WHAT IS REQUIRED:
If a line of the records contains the word "info", list it.

EXERCISE INPUT:
....................

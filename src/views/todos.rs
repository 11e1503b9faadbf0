// Todo list derivation - membership filtering and ordering per list selector

use chrono::{DateTime, Utc};

use crate::models::Todo;

/// Which todo list is being viewed. The smart lists (`Today`, `Planned`,
/// `Completed`, `All`) are derived; `Named` matches `list_name` exactly.
#[derive(Debug, Clone, PartialEq, Eq)]
pub enum TodoList {
    All,
    Today,
    Planned,
    Completed,
    Named(String),
}

impl TodoList {
    /// The list a quick-added todo should land in while this selector is
    /// active: a named list keeps it, smart lists fall back to the default.
    pub fn target_list(&self) -> &str {
        match self {
            TodoList::Named(name) => name,
            _ => crate::models::DEFAULT_TODO_LIST,
        }
    }
}

impl std::str::FromStr for TodoList {
    type Err = std::convert::Infallible;

    fn from_str(s: &str) -> Result<Self, Self::Err> {
        Ok(match s {
            "all" => TodoList::All,
            "today" => TodoList::Today,
            "planned" => TodoList::Planned,
            "completed" => TodoList::Completed,
            name => TodoList::Named(name.to_string()),
        })
    }
}

fn member(todo: &Todo, list: &TodoList, now: DateTime<Utc>) -> bool {
    match list {
        TodoList::All => true,
        TodoList::Today => todo.created_at.date_naive() == now.date_naive(),
        TodoList::Planned => todo.due_date.is_some(),
        TodoList::Completed => todo.completed,
        TodoList::Named(name) => todo.list_name == *name,
    }
}

/// Filter and order a todo collection for display: unfinished first (newest
/// created first), then completed (newest completion first, falling back to
/// creation time).
pub fn filter_todos<'a>(todos: &'a [Todo], list: &TodoList, now: DateTime<Utc>) -> Vec<&'a Todo> {
    let mut unfinished: Vec<&Todo> = todos
        .iter()
        .filter(|t| member(t, list, now) && !t.completed)
        .collect();
    unfinished.sort_by(|a, b| b.created_at.cmp(&a.created_at));

    let mut completed: Vec<&Todo> = todos
        .iter()
        .filter(|t| member(t, list, now) && t.completed)
        .collect();
    completed.sort_by(|a, b| {
        b.completed_at
            .unwrap_or(b.created_at)
            .cmp(&a.completed_at.unwrap_or(a.created_at))
    });

    unfinished.extend(completed);
    unfinished
}

/// Sidebar badge numbers for the smart lists.
#[derive(Debug, Clone, Copy, PartialEq, Eq)]
pub struct ListCounts {
    pub all: usize,
    pub today: usize,
    pub planned: usize,
    pub completed: usize,
}

pub fn list_counts(todos: &[Todo], now: DateTime<Utc>) -> ListCounts {
    ListCounts {
        all: todos.len(),
        today: todos
            .iter()
            .filter(|t| member(t, &TodoList::Today, now))
            .count(),
        planned: todos
            .iter()
            .filter(|t| member(t, &TodoList::Planned, now))
            .count(),
        completed: todos.iter().filter(|t| t.completed).count(),
    }
}

#[cfg(test)]
mod tests {
    use super::*;
    use chrono::TimeZone;

    fn at(d: u32, h: u32) -> DateTime<Utc> {
        Utc.with_ymd_and_hms(2025, 6, d, h, 0, 0).unwrap()
    }

    fn sample() -> Vec<Todo> {
        let mut gym = Todo::new("gym", "Health", at(10, 8));
        gym.due_date = Some(at(12, 9));

        let mut groceries = Todo::new("groceries", "Scratch", at(10, 9));
        groceries.toggle(at(10, 18));

        let old = Todo::new("old errand", "Scratch", at(2, 9));

        vec![gym, groceries, old]
    }

    #[test]
    fn today_list_matches_creation_date() {
        let todos = sample();
        let view = filter_todos(&todos, &TodoList::Today, at(10, 20));
        let names: Vec<&str> = view.iter().map(|t| t.content.as_str()).collect();
        assert_eq!(names, vec!["gym", "groceries"]);
    }

    #[test]
    fn planned_list_requires_a_due_date() {
        let todos = sample();
        let view = filter_todos(&todos, &TodoList::Planned, at(10, 20));
        assert_eq!(view.len(), 1);
        assert_eq!(view[0].content, "gym");
    }

    #[test]
    fn named_list_matches_exactly() {
        let todos = sample();
        let view = filter_todos(&todos, &TodoList::Named("Health".to_string()), at(10, 20));
        assert_eq!(view.len(), 1);
        assert_eq!(view[0].content, "gym");
    }

    #[test]
    fn unfinished_come_before_completed() {
        let todos = sample();
        let view = filter_todos(&todos, &TodoList::All, at(10, 20));
        let names: Vec<&str> = view.iter().map(|t| t.content.as_str()).collect();
        assert_eq!(names, vec!["gym", "old errand", "groceries"]);
    }

    #[test]
    fn counts_cover_smart_lists() {
        let todos = sample();
        let counts = list_counts(&todos, at(10, 20));
        assert_eq!(counts.all, 3);
        assert_eq!(counts.today, 2);
        assert_eq!(counts.planned, 1);
        assert_eq!(counts.completed, 1);
    }

    #[test]
    fn quick_add_target_falls_back_to_default_on_smart_lists() {
        assert_eq!(TodoList::Today.target_list(), crate::models::DEFAULT_TODO_LIST);
        assert_eq!(
            TodoList::Named("Work".to_string()).target_list(),
            "Work"
        );
    }
}
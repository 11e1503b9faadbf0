// Weekly summary read model - produced by the AI boundary, never mutated here

use serde::{Deserialize, Serialize};

/// Aggregated weekly summary as returned by `POST /generate-summary` and
/// embedded in saved reports. Field names are camelCase on the wire.
#[derive(Debug, Clone, PartialEq, Serialize, Deserialize)]
#[serde(rename_all = "camelCase")]
pub struct WeeklySummary {
    /// May embed `**bold**` markers; see `views::summary::emphasis_spans`.
    pub executive_summary: String,
    #[serde(default)]
    pub focus_areas: Vec<FocusArea>,
    #[serde(default)]
    pub pulse_stats: PulseStats,
    #[serde(default)]
    pub highlights: Vec<Highlight>,
    #[serde(default, skip_serializing_if = "Option::is_none")]
    pub next_week_suggestions: Option<Vec<String>>,
}

/// Name/percentage pair. Percentages are displayed as given; the model does
/// not validate that they sum to 100.
#[derive(Debug, Clone, PartialEq, Serialize, Deserialize)]
pub struct FocusArea {
    pub name: String,
    pub percentage: f64,
}

#[derive(Debug, Clone, Default, PartialEq, Serialize, Deserialize)]
#[serde(rename_all = "camelCase")]
pub struct PulseStats {
    #[serde(default)]
    pub completed: i64,
    #[serde(default)]
    pub completed_change: i64,
    #[serde(default)]
    pub deep_work_hours: f64,
    #[serde(default)]
    pub deep_work_avg: f64,
}

#[derive(Debug, Clone, PartialEq, Serialize, Deserialize)]
pub struct Highlight {
    pub title: String,
    #[serde(default)]
    pub description: String,
    #[serde(default)]
    pub icon: String,
    #[serde(default)]
    pub category: String,
    #[serde(default)]
    pub timestamp: String,
}

impl WeeklySummary {
    /// Seeded empty state shown before the first generation.
    pub fn placeholder() -> Self {
        Self {
            executive_summary: "No report yet. Capture some logs and tasks, then trigger \
                                **Regenerate Summary** from the review board."
                .to_string(),
            focus_areas: vec![FocusArea {
                name: "Awaiting data".to_string(),
                percentage: 100.0,
            }],
            pulse_stats: PulseStats::default(),
            highlights: Vec::new(),
            next_week_suggestions: None,
        }
    }
}
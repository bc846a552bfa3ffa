use crate::dice;
use crate::error::ChatError;
use crate::llm::InferenceBackend;
use crate::persona::compose_messages;
use axum::{
    body::{Body, Bytes},
    extract::State,
    http::{header, StatusCode},
    response::{IntoResponse, Response},
    routing::{any, post},
    Router,
};
use casus_shared::sse::{encode_reply, CONTENT_TYPE};
use casus_shared::{ChatMessage, ChatRequest, MessageRole};
use std::path::Path;
use std::sync::Arc;
use tower_http::cors::CorsLayer;
use tower_http::services::ServeDir;
use tower_http::trace::TraceLayer;
use tracing::info;

#[derive(Clone)]
pub struct AppState {
    pub backend: Arc<dyn InferenceBackend>,
    pub max_messages: Option<usize>,
}

impl AppState {
    pub fn new(backend: Arc<dyn InferenceBackend>, max_messages: Option<usize>) -> Self {
        Self {
            backend,
            max_messages,
        }
    }
}

/// `/api/chat` for the chat stream, 404 for the rest of `/api/`, static files
/// for everything else.
pub fn router(state: AppState, static_dir: &Path) -> Router {
    Router::new()
        .route("/api/chat", post(chat))
        .route("/api/*rest", any(api_not_found))
        .fallback_service(ServeDir::new(static_dir))
        .layer(TraceLayer::new_for_http())
        .layer(CorsLayer::permissive())
        .with_state(state)
}

async fn api_not_found() -> StatusCode {
    StatusCode::NOT_FOUND
}

async fn chat(State(state): State<AppState>, body: Bytes) -> Result<Response, ChatError> {
    let request: ChatRequest = serde_json::from_slice(&body)?;
    info!("Chat request with {} messages", request.messages.len());

    if let Some(reply) = local_command_reply(&request.messages) {
        info!("Answered local command without the model");
        return Ok(event_stream(Body::from(encode_reply(&reply))));
    }

    let messages = keep_recent(request.messages, state.max_messages);
    let messages = compose_messages(messages, request.casus.as_ref());
    let events = state.backend.stream_chat(messages).await?;
    Ok(event_stream(Body::from_stream(events)))
}

/// Reply for a slash-command in the latest user message, if it is one.
fn local_command_reply(messages: &[ChatMessage]) -> Option<String> {
    let last = messages.iter().rev().find(|m| m.role == MessageRole::User)?;
    dice::interpret(last.content.trim())
}

fn keep_recent(mut messages: Vec<ChatMessage>, max: Option<usize>) -> Vec<ChatMessage> {
    if let Some(max) = max {
        if messages.len() > max {
            let excess = messages.len() - max;
            messages.drain(..excess);
        }
    }
    messages
}

fn event_stream(body: Body) -> Response {
    (
        [
            (header::CONTENT_TYPE, CONTENT_TYPE),
            (header::CACHE_CONTROL, "no-cache"),
            (header::CONNECTION, "keep-alive"),
        ],
        body,
    )
        .into_response()
}

#[cfg(test)]
mod tests {
    use super::*;

    #[test]
    fn keep_recent_drops_oldest() {
        let messages: Vec<ChatMessage> = (0..5).map(|i| ChatMessage::user(i.to_string())).collect();
        let kept = keep_recent(messages.clone(), Some(2));
        assert_eq!(kept, messages[3..].to_vec());
        assert_eq!(keep_recent(messages.clone(), None), messages);
        assert_eq!(keep_recent(messages.clone(), Some(10)), messages);
    }

    #[test]
    fn command_is_read_from_latest_user_message() {
        let messages = vec![
            ChatMessage::user("/help"),
            ChatMessage::assistant("aide"),
            ChatMessage::user("raconte une histoire"),
        ];
        assert_eq!(local_command_reply(&messages), None);

        let messages = vec![ChatMessage::user("  /help  ")];
        assert_eq!(local_command_reply(&messages).as_deref(), Some(dice::HELP_TEXT));
    }
}
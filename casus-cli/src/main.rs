mod client;
mod session;

use anyhow::Result;
use casus_shared::{ChatMessage, MessageRole};
use client::{BackendClient, ReplyEvent, ReplyKind};
use crossterm::{
    event::{self, DisableMouseCapture, EnableMouseCapture, Event, KeyCode, KeyEventKind},
    execute,
    terminal::{disable_raw_mode, enable_raw_mode, EnterAlternateScreen, LeaveAlternateScreen},
};
use ratatui::{
    backend::{Backend, CrosstermBackend},
    layout::{Constraint, Direction, Layout},
    style::{Color, Modifier, Style},
    text::{Line, Span},
    widgets::{Block, Borders, Paragraph, Wrap},
    Frame, Terminal,
};
use session::{ChatSession, LocalCommand};
use std::io;
use tokio::sync::mpsc;
use tracing::{debug, info, warn};

struct App {
    session: ChatSession,
    input: String,
    scroll: u16,
}

impl App {
    fn new() -> Self {
        Self {
            session: ChatSession::new(),
            input: String::new(),
            scroll: 0,
        }
    }

    /// Handles Enter: local commands stay here, anything else goes to the server.
    fn submit(&mut self, client: &BackendClient) {
        let content = self.input.trim().to_string();
        self.input.clear();
        if content.is_empty() {
            return;
        }
        if let Some(command) = LocalCommand::parse(&content) {
            info!("Local command: {:?}", command);
            self.session.apply(command);
            return;
        }
        if self.session.is_streaming() {
            warn!("Ignoring input while a reply is streaming");
            self.input = content;
            return;
        }
        self.session.add_user_message(content);
        let request = self.session.request();
        let generation = self.session.start_streaming();
        client.send(generation, request);
        self.scroll = 0;
    }

    fn on_reply(&mut self, event: ReplyEvent) {
        let generation = event.generation;
        if !self.session.is_current(generation) {
            debug!("Dropping event for abandoned reply {}", generation);
            return;
        }
        match event.kind {
            ReplyKind::Delta(delta) => self.session.append(generation, &delta),
            ReplyKind::Done => self.session.finish_streaming(generation),
            ReplyKind::Failed(reason) => {
                warn!("Reply failed: {}", reason);
                self.session.fail(generation);
            }
        }
    }
}

#[tokio::main]
async fn main() -> Result<()> {
    dotenv::dotenv().ok();

    // Log to a file so the terminal UI stays clean.
    let log_file = std::fs::File::create("casus-cli.log").ok();
    if let Some(file) = log_file {
        tracing_subscriber::fmt()
            .with_writer(file)
            .with_ansi(false)
            .init();
    }

    let server_url =
        std::env::var("CASUS_SERVER_URL").unwrap_or_else(|_| "http://127.0.0.1:3000".to_string());
    info!("Using server {}", server_url);

    enable_raw_mode()?;
    let mut stdout = io::stdout();
    execute!(stdout, EnterAlternateScreen, EnableMouseCapture)?;
    let backend = CrosstermBackend::new(stdout);
    let mut terminal = Terminal::new(backend)?;

    let mut app = App::new();
    let (client, mut reply_rx) = BackendClient::new(&server_url);

    let (ui_tx, mut ui_rx) = mpsc::unbounded_channel();
    std::thread::spawn(move || {
        while let Ok(event) = event::read() {
            if ui_tx.send(event).is_err() {
                break;
            }
        }
    });

    let res = run_app(&mut terminal, &mut app, &client, &mut reply_rx, &mut ui_rx).await;

    disable_raw_mode()?;
    execute!(
        terminal.backend_mut(),
        LeaveAlternateScreen,
        DisableMouseCapture
    )?;
    terminal.show_cursor()?;

    if let Err(err) = res {
        println!("{err:?}");
    }

    Ok(())
}

async fn run_app<B: Backend>(
    terminal: &mut Terminal<B>,
    app: &mut App,
    client: &BackendClient,
    reply_rx: &mut mpsc::UnboundedReceiver<ReplyEvent>,
    ui_rx: &mut mpsc::UnboundedReceiver<Event>,
) -> Result<()> {
    loop {
        terminal.draw(|f| ui(f, app))?;

        tokio::select! {
            Some(event) = ui_rx.recv() => {
                if let Event::Key(key) = event {
                    if key.kind == KeyEventKind::Press {
                        match key.code {
                            KeyCode::Char('q') if key.modifiers.contains(event::KeyModifiers::CONTROL) => {
                                return Ok(())
                            }
                            KeyCode::Char(c) => app.input.push(c),
                            KeyCode::Backspace => {
                                app.input.pop();
                            }
                            KeyCode::Enter => app.submit(client),
                            KeyCode::Up => app.scroll = app.scroll.saturating_add(1),
                            KeyCode::Down => app.scroll = app.scroll.saturating_sub(1),
                            _ => {}
                        }
                    }
                }
            }
            Some(reply) = reply_rx.recv() => app.on_reply(reply),
        }
    }
}

fn profile_summary(app: &App) -> String {
    let profile = app.session.profile();
    let mut parts = vec!["Casus".to_string()];
    if let Some(mode) = profile.mode() {
        parts.push(format!("mode {}", mode.as_str()));
    }
    if let Some(univers) = profile.univers() {
        parts.push(format!("univers {univers}"));
    }
    if let Some(style) = profile.style() {
        parts.push(format!("style {style}"));
    }
    if let Some(notice) = app.session.notice() {
        parts.push(notice.to_string());
    }
    parts.join(" · ")
}

fn message_lines(msg: &ChatMessage) -> Vec<Line<'_>> {
    let (prefix, style) = match msg.role {
        MessageRole::System => ("Système", Style::default().fg(Color::Yellow)),
        MessageRole::User => ("Toi", Style::default().fg(Color::Cyan)),
        MessageRole::Assistant => ("Casus", Style::default().fg(Color::Green)),
    };
    let mut lines = vec![Line::from(Span::styled(
        format!("{prefix}:"),
        style.add_modifier(Modifier::BOLD),
    ))];
    for line in msg.content.lines() {
        lines.push(Line::from(Span::raw(line)));
    }
    lines.push(Line::from(""));
    lines
}

fn ui(f: &mut Frame, app: &App) {
    let chunks = Layout::default()
        .direction(Direction::Vertical)
        .constraints([
            Constraint::Length(1),
            Constraint::Min(3),
            Constraint::Length(3),
        ])
        .split(f.area());

    let header = Paragraph::new(profile_summary(app)).style(Style::default().fg(Color::Magenta));
    f.render_widget(header, chunks[0]);

    let streaming = app.session.streaming().map(|reply| {
        ChatMessage::assistant(if reply.is_empty() { "●●●" } else { reply })
    });
    let lines: Vec<Line> = app
        .session
        .messages()
        .iter()
        .chain(streaming.iter())
        .flat_map(message_lines)
        .collect();

    // Follow the tail unless the user scrolled up.
    let visible = chunks[1].height.saturating_sub(2);
    let bottom = (lines.len() as u16).saturating_sub(visible);
    let offset = bottom.saturating_sub(app.scroll);

    let chat = Paragraph::new(lines)
        .block(Block::default().borders(Borders::ALL).title("Chat"))
        .wrap(Wrap { trim: false })
        .scroll((offset, 0));
    f.render_widget(chat, chunks[1]);

    let input = Paragraph::new(app.input.as_str())
        .block(
            Block::default()
                .borders(Borders::ALL)
                .title("Message (/roll, /help, /mode, /univers, /style, /reset · Ctrl-Q pour quitter)"),
        )
        .wrap(Wrap { trim: true });
    f.render_widget(input, chunks[2]);
}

....................

FINISHED EXERCISE:
use tracing::info;
    info!("Chat request with {} messages", request.messages.len());
        info!("Answered local command without the model");
use tracing::{debug, info, warn};
            info!("Local command: {:?}", command);
    info!("Using server {}", server_url);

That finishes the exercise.